Tuesday, April 1, 2008
Gambling on Sergei
Music by Sergei Prokofiev
Production by Temur Chkheidze
Conducted by Valery Gergiev
Starring Olga Guryakova, Olga Savova, Larissa Diadkova, Vladimir Galouzine, Nikolai Gassiev, John Hancock, Sergei Aleksashkin
The Metropolitan Opera
Performances on March 27-April 12, 2008
Why Sergei Prokofiev’s operas have never gained wider popularity is a mystery. The Russian master’s shattering music positively blazes throughout The Gambler, based on Dostoyevsky’s tale of dual obsessions with women and with gambling.
Prokofiev never played it safe; he loved grabbing audiences by their throats and keeping them on edge. But although his ballets Cinderella and Romeo and Juliet have long since achieved classic status, his operas have had a rough go of it. Still, there’s no denying the immense power of The Fiery Angel and War and Peace, or the wondrous wit of The Love for Three Oranges and Betrothal in a Monastery. His first major operatic work, The Gambler straddles those two sound worlds, and the Met’s satisfying production makes a case for it as a 20th century masterpiece.
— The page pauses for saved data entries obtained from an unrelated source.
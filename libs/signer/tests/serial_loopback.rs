//! Host and target talking over real byte streams
//!
//! A connected socket pair stands in for the serial line: the target runs
//! its receive loop on one end in a background thread and the host drives
//! it through `TargetClient` on the other.

use spxprobe_primitives::verify;
use spxprobe_signer_lib::full::sign;
use spxprobe_signer_lib::server::{serve_listener, write_banner};
use spxprobe_signer_lib::{
    CacheOutcome, ClientError, CommandTable, KeyStore, PackedAddress, Status, TINY_TARGET, Target,
    TargetClient, serve,
};
use std::net::{SocketAddr, TcpListener, TcpStream};
use std::os::unix::net::UnixStream;
use std::thread::{self, JoinHandle};
use std::time::Duration;

fn spawn_target(mut stream: UnixStream) -> JoinHandle<u64> {
    thread::spawn(move || {
        let mut target = Target::new(TINY_TARGET);
        let table = CommandTable::new(&TINY_TARGET.params);
        write_banner(&mut stream).unwrap();
        serve(&mut stream, &mut target, &table).unwrap()
    })
}

fn connect() -> (TargetClient<UnixStream>, JoinHandle<u64>) {
    let (host, device) = UnixStream::pair().unwrap();
    let handle = spawn_target(device);
    let mut client = TargetClient::new(host, TINY_TARGET.params);
    client.read_banner().unwrap();
    (client, handle)
}

#[test]
fn test_key_round_trip() {
    let (mut client, handle) = connect();
    let material: Vec<u8> = (100u8..148).collect();

    client.install_key(&material).unwrap();
    let public = client.public_key().unwrap();
    let secret = client.secret_key().unwrap();
    drop(client);

    let local = KeyStore::new(TINY_TARGET.params, &material).unwrap();
    assert_eq!(public, local.export_public());
    assert_eq!(&secret[..], &material[..32]);
    assert_eq!(handle.join().unwrap(), 3);
}

#[test]
fn test_wrong_key_length_rejected() {
    let (mut client, handle) = connect();
    let err = client.install_key(&[0u8; 48][..47]).unwrap_err();
    // Framing refuses the short payload before anything is sent
    assert!(matches!(err, ClientError::Protocol(_)));
    drop(client);
    assert_eq!(handle.join().unwrap(), 0);
}

#[test]
fn test_sign_cached_then_read_back() {
    let (mut client, handle) = connect();
    let params = TINY_TARGET.params;
    let packed = PackedAddress::new(0x0910);

    assert_eq!(client.sign_cached(packed).unwrap(), CacheOutcome::Signed);
    let first = client.read_signature(params.layer_bytes()).unwrap();
    assert_eq!(client.sign_cached(packed).unwrap(), CacheOutcome::Cached);
    let second = client.read_signature(params.layer_bytes()).unwrap();
    assert_eq!(first, second);

    let err = client
        .signature_chunk(u16::try_from(params.layer_bytes() / params.n).unwrap())
        .unwrap_err();
    assert!(matches!(
        err,
        ClientError::Status {
            status: Status::Rejected,
            ..
        }
    ));
    drop(client);
    handle.join().unwrap();
}

#[test]
fn test_fill_cache_suppresses_signing() {
    let (mut client, handle) = connect();
    let packed = PackedAddress::new(0x2200);
    client.fill_cache(packed).unwrap();
    assert_eq!(client.sign_cached(packed).unwrap(), CacheOutcome::Cached);
    drop(client);
    handle.join().unwrap();
}

#[test]
fn test_out_of_range_address_rejected() {
    let (mut client, handle) = connect();
    let err = client.sign_straight(PackedAddress::new(1 << 40)).unwrap_err();
    assert!(matches!(
        err,
        ClientError::Status {
            status: Status::Rejected,
            ..
        }
    ));
    // The loop keeps serving after a rejection
    assert_eq!(client.public_key().unwrap().len(), 2 * TINY_TARGET.params.n);
    drop(client);
    handle.join().unwrap();
}

#[cfg(feature = "diagnostics")]
#[test]
fn test_diagnostic_full_sign_verifies() {
    let (mut client, handle) = connect();
    let params = TINY_TARGET.params;
    let message = [0x5Au8; 32];

    let public = client.public_key().unwrap();
    let randomizer = client.test_sign(&message).unwrap();
    let body = client.read_signature(params.sig_body_bytes()).unwrap();
    drop(client);
    handle.join().unwrap();

    let mut signature = randomizer;
    signature.extend_from_slice(&body);
    let (root, pub_seed) = public.split_at(params.n);
    assert!(verify(&params, pub_seed, root, &message, &signature));

    let keys = KeyStore::with_defaults(params);
    assert_eq!(signature, sign(&keys, &message).to_bytes());
}

#[cfg(feature = "diagnostics")]
#[test]
fn test_diagnostic_trigger_echo() {
    let (mut client, handle) = connect();
    assert_eq!(client.test_trigger(1).unwrap(), vec![0xEF, 0x01]);
    drop(client);
    handle.join().unwrap();
}

fn spawn_listener(banner: bool) -> SocketAddr {
    let listener = TcpListener::bind("127.0.0.1:0").unwrap();
    let addr = listener.local_addr().unwrap();
    thread::spawn(move || {
        let mut target = Target::new(TINY_TARGET);
        let table = CommandTable::new(&TINY_TARGET.params);
        serve_listener(&listener, &mut target, &table, banner).expect("listener stopped");
    });
    addr
}

fn tcp_client(addr: SocketAddr) -> TargetClient<TcpStream> {
    let stream = TcpStream::connect_timeout(&addr, Duration::from_secs(5)).unwrap();
    // A missing banner must fail the test rather than hang it
    stream
        .set_read_timeout(Some(Duration::from_secs(5)))
        .unwrap();
    TargetClient::new(stream, TINY_TARGET.params)
}

#[test]
fn test_tcp_listener_keeps_state_between_connections() {
    let addr = spawn_listener(true);
    let packed = PackedAddress::new(0x3300);
    {
        let mut client = tcp_client(addr);
        client.read_banner().unwrap();
        assert_eq!(client.sign_cached(packed).unwrap(), CacheOutcome::Signed);
    }

    let mut client = tcp_client(addr);
    client.read_banner().unwrap();
    assert_eq!(client.sign_cached(packed).unwrap(), CacheOutcome::Cached);
}

#[test]
fn test_tcp_listener_without_banner() {
    let addr = spawn_listener(false);
    let mut client = tcp_client(addr);
    // First bytes on the socket are the reply, not a banner
    let public = client.public_key().unwrap();
    assert_eq!(public, KeyStore::with_defaults(TINY_TARGET.params).export_public());
}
Set in a fictional German spa, The Gambler follows several characters faced with equally forbidding romantic and financial woes. Alexei tutors for a general’s family and loves Polina, the general’s ward. Meanwhile, the general is waiting for Polina’s granny to die so he can inherit a badly needed sum. Once granny arrives at the spa, she proceeds to gamble away astronomical amounts of money, leaving little for her heirs. The opera ends after Alexei has an unbelievable winning streak, the proceeds of which he offers to Polina, with surprising results.
Prokofiev’s brash, youthful score for The Gambler was composed in 1917 at age 26, but it wasn’t until 1929 that the opera – with revisions by the composer - finally got its stage premiere. The music is filled with the dissonance, rhythmic drive, and unforgettable melodies that are Prokofiev’s stock in trade. He deliberately set the words as closely as possible to actual patterns of Russian speech, so that it sometimes sounds close to recitative, yet he peppers the vocal lines with catchy melodic phrases.
As conducted by Prokofiev specialist Valery Gergiev and played by the first-class Met Orchestra, The Gambler is revealed as a thrilling, musically adventurous drama that rarely comes up for air. The amazing sequence during which Alexei’s unlikely winnings are piling up is superbly played by the orchestra under Gergiev’s taut direction, causing the audience to hold its collective breath in anticipation of the inevitable, brilliantly-realized climax.
That the above scene is played out on an oversize roulette wheel is typical of Temur Chkheidze’s adroit production, which recreates the insular world of these characters, surrounded as they are by designer George Tsypin’s gold-plated, spiral columns and James F. Ingalls’ dramatically precise lighting. (The enormous, revolving lighting grid suspended above the action resembles a roulette wheel, of course.) The opera’s major roles are undertaken by several estimable Russian singers, including Vladimir Galouzine as Alexei, Olga Guryakova as Polina and - in a delicious, scene-stealing turn - Larissa Diadkova as Granny.
The Met’s revivals this season of War and Peace and The Gambler are merely the beginnings of a welcome flood of Prokofiev. This summer’s Bard Music Festival will celebrate Prokofiev and His World, and next season will bring two major events at Lincoln Center: Gergiev will lead several Great Performers programs of Prokofiev’s symphonies, concertos and stage works, while the Chamber Music Society of Lincoln Center will present a mini-festival of the composer's rarely-heard works for small forces. Obviously, it’s better late than never to hear Prokofiev's endlessly fascinating, witty, and gorgeous music.